[Saved entries]
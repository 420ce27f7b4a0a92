//! CLI entry and dispatch.

use anyhow::{Context, Result};
use clap::Parser;
use mediq_core::config::{self, Config};
use mediq_core::session::SessionStore;

mod commands;

#[derive(Parser)]
#[command(name = "mediq")]
#[command(version = "0.1")]
#[command(about = "Terminal client for the mediq doctor portal")]
struct Cli {
    #[command(subcommand)]
    command: Option<Commands>,

    /// Override the backend API base URL (also via MEDIQ_API_URL)
    #[arg(long, value_name = "URL", global = true)]
    api_url: Option<String>,
}

#[derive(clap::Subcommand)]
enum Commands {
    /// Show the logged-in account
    Whoami,
    /// Clear the stored session
    Logout,
    /// Manage configuration
    Config {
        #[command(subcommand)]
        command: ConfigCommands,
    },
}

#[derive(clap::Subcommand)]
enum ConfigCommands {
    /// Show the path to the config file
    Path,
    /// Initialize a default config file (if not present)
    Init,
}

pub fn run() -> Result<()> {
    let cli = Cli::parse();

    // one tokio runtime for everything
    let rt = tokio::runtime::Runtime::new().context("create tokio runtime")?;

    rt.block_on(async move { dispatch(cli).await })
}

async fn dispatch(cli: Cli) -> Result<()> {
    let config = Config::load().context("load config")?;
    let env_url = std::env::var("MEDIQ_API_URL").ok();
    let base_url = config::resolve_base_url(cli.api_url.as_deref(), env_url.as_deref(), &config);
    let store = SessionStore::new();

    // default to the interactive interface
    let Some(command) = cli.command else {
        mediq_core::logging::init().context("init logging")?;
        tracing::info!(base_url, "starting interactive session");
        return mediq_tui::run(&base_url, store).await;
    };

    match command {
        Commands::Whoami => commands::session::whoami(&store),
        Commands::Logout => commands::session::logout(&store),
        Commands::Config { command } => match command {
            ConfigCommands::Path => {
                commands::config::path();
                Ok(())
            }
            ConfigCommands::Init => commands::config::init(),
        },
    }
}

● **WHAT YOU WILL DO**
Copy out all of the data exactly, leaving nothing out.

● **RESULT OF THIS TASK**
repository 420ce27f7b4a0a92
//! CLI entry and dispatch.

use anyhow::{Context, Result};
use clap::Parser;
use mediq_core::config::{self, Config};
use mediq_core::session::SessionStore;

mod commands;

#[derive(Parser)]
#[command(name = "mediq")]
#[command(version = "0.1")]
#[command(about = "Terminal client for the mediq doctor portal")]
struct Cli {
    #[command(subcommand)]
    command: Option<Commands>,

    /// Override the backend API base URL (also via MEDIQ_API_URL)
    #[arg(long, value_name = "URL", global = true)]
    api_url: Option<String>,
}

#[derive(clap::Subcommand)]
enum Commands {
    /// Show the logged-in account
    Whoami,
    /// Clear the stored session
    Logout,
    /// Manage configuration
    Config {
        #[command(subcommand)]
        command: ConfigCommands,
    },
}

#[derive(clap::Subcommand)]
enum ConfigCommands {
    /// Show the path to the config file
    Path,
    /// Initialize a default config file (if not present)
    Init,
}

pub fn run() -> Result<()> {
    let cli = Cli::parse();

    // one tokio runtime for everything
    let rt = tokio::runtime::Runtime::new().context("create tokio runtime")?;

    rt.block_on(async move { dispatch(cli).await })
}

async fn dispatch(cli: Cli) -> Result<()> {
    let config = Config::load().context("load config")?;
    let env_url = std::env::var("MEDIQ_API_URL").ok();
    let base_url = config::resolve_base_url(cli.api_url.as_deref(), env_url.as_deref(), &config);
    let store = SessionStore::new();

    // default to the interactive interface
    let Some(command) = cli.command else {
        mediq_core::logging::init().context("init logging")?;
        tracing::info!(base_url, "starting interactive session");
        return mediq_tui::run(&base_url, store).await;
    };

    match command {
        Commands::Whoami => commands::session::whoami(&store),
        Commands::Logout => commands::session::logout(&store),
        Commands::Config { command } => match command {
            ConfigCommands::Path => {
                commands::config::path();
                Ok(())
            }
            ConfigCommands::Init => commands::config::init(),
        },
    }
}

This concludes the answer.